Capital injection and mergers are viable options for struggling banks. New shareholders can provide additional capital, while mergers can help consolidate resources.
However, these banks must handle mergers carefully, as these can adversely impact low-income customers in rural and urban areas who have recently started to access formal financial services.
Mergers can be troublesome if not handled well. The lack of transparency surrounding their causes and the resulting uncertainty have already led to a loss of depositors’ trust.
Recently, panicked bank depositors withdrew money from their accounts after merger announcements indicated a shift toward holding cash outside the banking system. This erosion of trust and high inflation can further exacerbate the move toward a cashless economy.

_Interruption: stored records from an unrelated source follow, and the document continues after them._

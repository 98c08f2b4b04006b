//! Name generation from race name pools.

use rand::Rng;

use crate::data::GameData;
use crate::entities::npc::Gender;

/// Name generator that produces display names from a race's pools.
pub struct NameGenerator;

impl NameGenerator {
    /// Generate a display name for a race and gender.
    ///
    /// Unknown races fall back to the Human pools; with no pools at all the
    /// generator degrades to a placeholder rather than failing.
    pub fn generate(data: &GameData, race: &str, gender: Gender, rng: &mut impl Rng) -> String {
        let Some(pool) = data.name_pool(race) else {
            return "Nameless Wanderer".to_string();
        };

        let given = match gender {
            Gender::Female if !pool.female.is_empty() => {
                &pool.female[rng.gen_range(0..pool.female.len())]
            }
            _ if !pool.male.is_empty() => &pool.male[rng.gen_range(0..pool.male.len())],
            _ => return "Nameless Wanderer".to_string(),
        };

        if pool.surnames.is_empty() {
            return given.clone();
        }
        let surname = &pool.surnames[rng.gen_range(0..pool.surnames.len())];
        format!("{} {}", given, surname)
    }
}
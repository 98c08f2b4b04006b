//! World events: the bounded journal and the notification bus.

pub mod bus;
pub mod log;
pub mod types;

pub use bus::{EventBus, SimulationEvent, SubscriberId};
pub use log::{EventLog, MAX_RECENT_EVENTS};
pub use types::{EventCategory, WorldEvent};
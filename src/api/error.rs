use actix_web::{HttpResponse, ResponseError, http::StatusCode};
use thiserror::Error;
use tracing::{error, warn};

use crate::api::validation::ErrorResponse;
use crate::db::StoreError;

/// Service-level errors
#[derive(Debug, Error)]
pub enum ServiceError {
    /// Input violated a field or cross-field constraint
    #[error("Validation error: {0}")]
    Validation(String),

    #[error("Job with id {0} not found")]
    JobNotFound(i32),

    #[error("Worker with id {0} not found")]
    WorkerNotFound(i32),

    /// The store failed; details are logged, never returned
    #[error("Storage error: {0}")]
    Storage(StoreError),
}

impl From<StoreError> for ServiceError {
    fn from(err: StoreError) -> Self {
        match err {
            StoreError::JobMissing(id) => ServiceError::JobNotFound(id),
            StoreError::WorkerMissing(id) => ServiceError::WorkerNotFound(id),
            other => ServiceError::Storage(other),
        }
    }
}

impl ResponseError for ServiceError {
    fn status_code(&self) -> StatusCode {
        match self {
            ServiceError::Validation(_) => StatusCode::BAD_REQUEST,
            ServiceError::JobNotFound(_) | ServiceError::WorkerNotFound(_) => StatusCode::NOT_FOUND,
            ServiceError::Storage(_) => StatusCode::INTERNAL_SERVER_ERROR,
        }
    }

    fn error_response(&self) -> HttpResponse {
        let body = match self {
            ServiceError::Storage(e) => {
                error!("Storage error: {}", e);
                ErrorResponse {
                    error: "Failed to process request".to_string(),
                    fields: serde_json::json!({"message": "Database error occurred"}),
                }
            }
            ServiceError::Validation(msg) => {
                warn!("Validation error: {}", msg);
                ErrorResponse {
                    error: "Validation failed".to_string(),
                    fields: serde_json::json!({"message": msg}),
                }
            }
            ServiceError::JobNotFound(_) | ServiceError::WorkerNotFound(_) => {
                warn!("{}", self);
                ErrorResponse {
                    error: "Not found".to_string(),
                    fields: serde_json::json!({"message": self.to_string()}),
                }
            }
        };
        HttpResponse::build(self.status_code()).json(body)
    }
}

This can reduce the local currency’s purchasing power and make financial transactions ineffective.
The acquiring bank’s more conservative lending approach may tighten credit policies and affect borrowers associated with weaker banks. Such changes can limit access to vital funds for low- and moderate-income customers, who often rely on flexible lending terms.
Mergers can disrupt the established relationships between customers and their local branches, especially if the acquiring bank shifts its focus toward larger corporate clients. Additionally, the amalgamation of different banking software and interfaces can lead to temporary inconvenience.
The integration process can lead to changes in account procedures, branch closures, or service disruptions. These disruptions can be particularly challenging for low-income customers who may lack easy access to alternative financial services. Employment in the MSME sector may suffer if entrepreneurs cannot access funds to continue business as usual.
The following measures will be critical to mitigate the adverse impact of forced mergers on low-income customers:
1. Ensure transparency: Communicate the merger’s processes and objectives to build confidence among depositors.
2. Assess asset quality: Assess the asset quality of weak banks before a merger to protect the interests of strong banks and depositors. This will prevent the transfer of bad assets to healthier banks, which can undermine the entire banking sector.
3. Develop detailed guidelines: Create comprehensive guidelines on mergers and acquisitions based on exemplary international practices. These guidelines should outline a clear roadmap for banks to ensure a smooth merger process.
4. Prioritise low-income customers: Ensure that the merger process does not disproportionately affect low-income customers’ access to financial services. Special measures should be taken to protect their interests and maintain their trust in the banking system.
5. Implement strong corporate governance: Apply robust corporate governance measures to address the root causes of the banking sector’s problems, such as the spike in bad loans and the culture of wilful defaulting. This can help restore confidence in the sector and ensure its long-term stability.
6. Provide policy support and liquidity assistance: Provide policy support and liquidity assistance to help banks integrate smoothly during mergers and maintain stability in the sector.
Well-managed mergers can strengthen the banking sector, contribute to Bangladesh’s development agenda, promote formal banking among MSMEs, and ultimately contribute to long-term economic growth and prosperity.
The new government and leadership at the Bangladesh Bank make now an ideal time to revisit and strengthen banking reforms. These reforms should include effective governance and informed decision-making for a healthy recovery of the financial system.